Flagg is also a Birmingham native. She is an actress, comedian, producer, screenwriter and best-selling author whose work focuses on southern personalities. Her novel “Fried Green Tomatoes at the Whistle-Stop Cafe” was adapted into a film. She attended The University of Alabama. In 2012, she won the Harper Lee Award for Alabama’s Distinguished Writer of the Year.

Jones is a UA graduate and native of Falkville. He’s taught poetry at public schools in Alabama, Tennessee and Virginia. From 1985 until 2015 he taught at the Southern Illinois University at Carbondale, where he was a professor of English. He teaches in the Warren Wilson low-residency MFA Writing Program. He’s published numerous poetry collections including “Elegy for a Southern Drawl,” which was a finalist for a Pulitzer Prize. He received the 2003 Harper Lee Award.

Gilman is a Trussville native who’s been recognized as an American playwright and in London where she’s produced several plays. She teaches at Northwestern University and is a graduate of Birmingham Southern College. She received the 2008 Harper Lee Award.

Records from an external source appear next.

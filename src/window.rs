//! Visible window arithmetic for prefetch and eviction.
//!
//! Everything here is a pure function of an immutable window snapshot.

/// Contiguous range of page indices currently on screen.
#[derive(Debug, Clone, Copy, PartialEq, Eq)]
pub struct VisibleWindow {
    first: u32,
    last: u32,
}

impl VisibleWindow {
    /// Window spanning `first..=last`. Bounds are swapped if given in reverse.
    pub fn new(first: u32, last: u32) -> Self {
        Self {
            first: first.min(last),
            last: first.max(last),
        }
    }

    /// Window covering `[min, max]` of the visible indices, or `None` when nothing is visible.
    pub fn from_visible(indices: impl IntoIterator<Item = u32>) -> Option<Self> {
        let mut iter = indices.into_iter();
        let first = iter.next()?;
        let (min, max) = iter.fold((first, first), |(lo, hi), i| (lo.min(i), hi.max(i)));
        Some(Self::new(min, max))
    }

    pub fn first(&self) -> u32 {
        self.first
    }

    pub fn last(&self) -> u32 {
        self.last
    }

    pub fn contains(&self, index: u32) -> bool {
        (self.first..=self.last).contains(&index)
    }

    /// 0 inside the window, otherwise the gap to the nearest boundary.
    pub fn distance(&self, index: u32) -> u32 {
        if index < self.first {
            self.first - index
        } else if index > self.last {
            index - self.last
        } else {
            0
        }
    }
}

/// Whether a page is close enough to the window to be rendered.
pub fn should_retain(index: u32, window: &VisibleWindow, prefetch_radius: u32) -> bool {
    window.distance(index) <= prefetch_radius
}

/// Whether a rendered page is far enough from the window to be released.
///
/// A page exactly `eviction_distance` away is kept.
pub fn should_evict(index: u32, window: &VisibleWindow, eviction_distance: u32) -> bool {
    window.distance(index) > eviction_distance
}

/// Pages to render, nearest to the window first.
///
/// Visible pages come first in index order, then each ring outward. Within a ring the page
/// after the window precedes the page before it. Indices are clamped to `1..=page_count`.
pub fn retain_order(window: &VisibleWindow, prefetch_radius: u32, page_count: u32) -> Vec<u32> {
    if page_count == 0 || window.first > page_count {
        return Vec::new();
    }
    let first = window.first.max(1);
    let last = window.last.min(page_count);

    let mut order: Vec<u32> = (first..=last).collect();
    for ring in 1..=prefetch_radius {
        let after = last.checked_add(ring).filter(|&i| i <= page_count);
        let before = first.checked_sub(ring).filter(|&i| i >= 1);
        if after.is_none() && before.is_none() {
            break;
        }
        order.extend(after);
        order.extend(before);
    }
    order
}

/// Pages beyond `eviction_distance` of the window, in index order.
pub fn evict_candidates(
    window: &VisibleWindow,
    eviction_distance: u32,
    page_count: u32,
) -> impl Iterator<Item = u32> {
    let below_end = window.first.saturating_sub(eviction_distance);
    let above_start = window
        .last
        .saturating_add(eviction_distance)
        .saturating_add(1);
    (1..below_end).chain(above_start..=page_count)
}
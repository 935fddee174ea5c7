//! Shared fakes for unit tests.

use std::collections::{HashMap, HashSet};
use std::sync::atomic::{AtomicBool, AtomicUsize, Ordering};
use std::sync::Arc;
use std::time::Duration;

use parking_lot::{Condvar, Mutex};

use crate::document::{DocumentHandle, DocumentRef, DocumentSource, PageArtifact};
use crate::error::{RenderError, ViewerError, ViewerResult};
use crate::region::DisplayRegion;
use crate::session::DocumentSession;
use crate::trigger::{ObservationId, ViewportObserver, VisibilityChange};

/// Install a test-friendly tracing subscriber. Safe to call from every test.
pub fn init_tracing() {
    let _ = tracing_subscriber::fmt()
        .with_env_filter(tracing_subscriber::EnvFilter::from_default_env())
        .with_test_writer()
        .try_init();
}

/// Pump a session until no render is running or queued (10 s limit).
pub fn settle(session: &mut DocumentSession) {
    let deadline = std::time::Instant::now() + Duration::from_secs(10);
    while session.is_busy() && std::time::Instant::now() < deadline {
        session.pump_timeout(Duration::from_millis(50));
    }
}

/// In-memory document producing tiny solid artifacts.
///
/// `gated()` makes every render block until [`open_gate`](Self::open_gate) is called,
/// which lets tests observe slots in `Rendering`.
pub struct FakeDocument {
    page_count: u32,
    page_width: Option<f64>,
    failing: HashSet<u32>,
    gate: Mutex<bool>,
    gate_cv: Condvar,
    calls: Mutex<Vec<u32>>,
    released: AtomicBool,
    release_count: AtomicUsize,
}

impl FakeDocument {
    pub fn new(page_count: u32) -> Self {
        Self {
            page_count,
            page_width: None,
            failing: HashSet::new(),
            gate: Mutex::new(true),
            gate_cv: Condvar::new(),
            calls: Mutex::new(Vec::new()),
            released: AtomicBool::new(false),
            release_count: AtomicUsize::new(0),
        }
    }

    pub fn gated(self) -> Self {
        *self.gate.lock() = false;
        self
    }

    pub fn failing(mut self, pages: &[u32]) -> Self {
        self.failing.extend(pages.iter().copied());
        self
    }

    pub fn with_page_width(mut self, width: f64) -> Self {
        self.page_width = Some(width);
        self
    }

    pub fn open_gate(&self) {
        *self.gate.lock() = true;
        self.gate_cv.notify_all();
    }

    /// How many times a page was handed to `render_page`.
    pub fn render_calls(&self, page: u32) -> usize {
        self.calls.lock().iter().filter(|&&p| p == page).count()
    }

    /// Pages in the order `render_page` was entered.
    pub fn render_order(&self) -> Vec<u32> {
        self.calls.lock().clone()
    }

    pub fn release_count(&self) -> usize {
        self.release_count.load(Ordering::SeqCst)
    }
}

impl DocumentHandle for FakeDocument {
    fn page_count(&self) -> u32 {
        self.page_count
    }

    fn page_width(&self, _index: u32) -> Option<f64> {
        self.page_width
    }

    fn render_page(&self, index: u32, scale: f64) -> Result<PageArtifact, RenderError> {
        self.calls.lock().push(index);

        {
            let mut open = self.gate.lock();
            while !*open {
                self.gate_cv.wait(&mut open);
            }
        }

        if self.released.load(Ordering::SeqCst) {
            return Err(RenderError::new(index, "document released"));
        }
        if self.failing.contains(&index) {
            return Err(RenderError::new(index, "corrupt page stream"));
        }
        Ok(PageArtifact::new(vec![0xff; 4 * 8 * 8], 8, 8, scale))
    }

    fn release(&self) {
        if !self.released.swap(true, Ordering::SeqCst) {
            self.release_count.fetch_add(1, Ordering::SeqCst);
        }
    }
}

/// Source handing out a shared [`FakeDocument`], or failing every open.
pub struct FakeSource {
    document: Option<Arc<FakeDocument>>,
}

impl FakeSource {
    pub fn new(document: Arc<FakeDocument>) -> Self {
        Self {
            document: Some(document),
        }
    }

    pub fn failing() -> Self {
        Self { document: None }
    }
}

impl DocumentSource for FakeSource {
    fn open(&self, reference: &DocumentRef) -> ViewerResult<Arc<dyn DocumentHandle>> {
        match &self.document {
            Some(doc) => {
                let handle: Arc<dyn DocumentHandle> = doc.clone();
                Ok(handle)
            }
            None => Err(ViewerError::DocumentOpenError(format!(
                "not a PDF: {}",
                reference.describe()
            ))),
        }
    }
}

#[derive(Default)]
struct ObserverState {
    next_id: u64,
    by_page: HashMap<u32, ObservationId>,
}

/// Observer recording registrations. Clones share state, so a test keeps one clone
/// while the session owns another.
#[derive(Clone, Default)]
pub struct FakeObserver {
    state: Arc<Mutex<ObserverState>>,
}

impl FakeObserver {
    pub fn new() -> Self {
        Self::default()
    }

    pub fn registered_count(&self) -> usize {
        self.state.lock().by_page.len()
    }

    pub fn id_for(&self, page: u32) -> Option<ObservationId> {
        self.state.lock().by_page.get(&page).copied()
    }

    /// Batch marking `pages` visible. Unregistered pages are skipped.
    pub fn show(&self, pages: &[u32]) -> Vec<VisibilityChange> {
        self.batch(pages, true)
    }

    /// Batch marking `pages` hidden.
    pub fn hide(&self, pages: &[u32]) -> Vec<VisibilityChange> {
        self.batch(pages, false)
    }

    fn batch(&self, pages: &[u32], visible: bool) -> Vec<VisibilityChange> {
        pages
            .iter()
            .filter_map(|&page| self.id_for(page))
            .map(|observation| VisibilityChange {
                observation,
                visible,
            })
            .collect()
    }
}

impl ViewportObserver for FakeObserver {
    fn register(&mut self, region: &DisplayRegion) -> ObservationId {
        let mut state = self.state.lock();
        state.next_id += 1;
        let id = ObservationId(state.next_id);
        state.by_page.insert(region.index(), id);
        id
    }

    fn unregister(&mut self, id: ObservationId) {
        self.state.lock().by_page.retain(|_, v| *v != id);
    }
}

Being inducted posthumously are Capote, Stribling, Walker, Brown and Sequoyah.

Stribling is a Clifton, Tennessee native who graduated from Florence Normal School (now the University of North Alabama) and the UA School of Law. He wrote magazine articles and was a reporter for the Chattanooga News. He won a Pulitzer Prize in 1934 for his novel “The Store,” part of a trilogy that was set in Florence.

Capote is a New Orleans native who grew up partially in Monroeville where he became friends with Harper Lee. He was an author, actor, playwright and screenwriter. He is known for writing “Breakfast at Tiffany’s” and “In Cold Blood.”

The reception hall for the 2015 Alabama Writers Hall of Fame.
The reception hall for the 2015 Alabama Writers Hall of Fame.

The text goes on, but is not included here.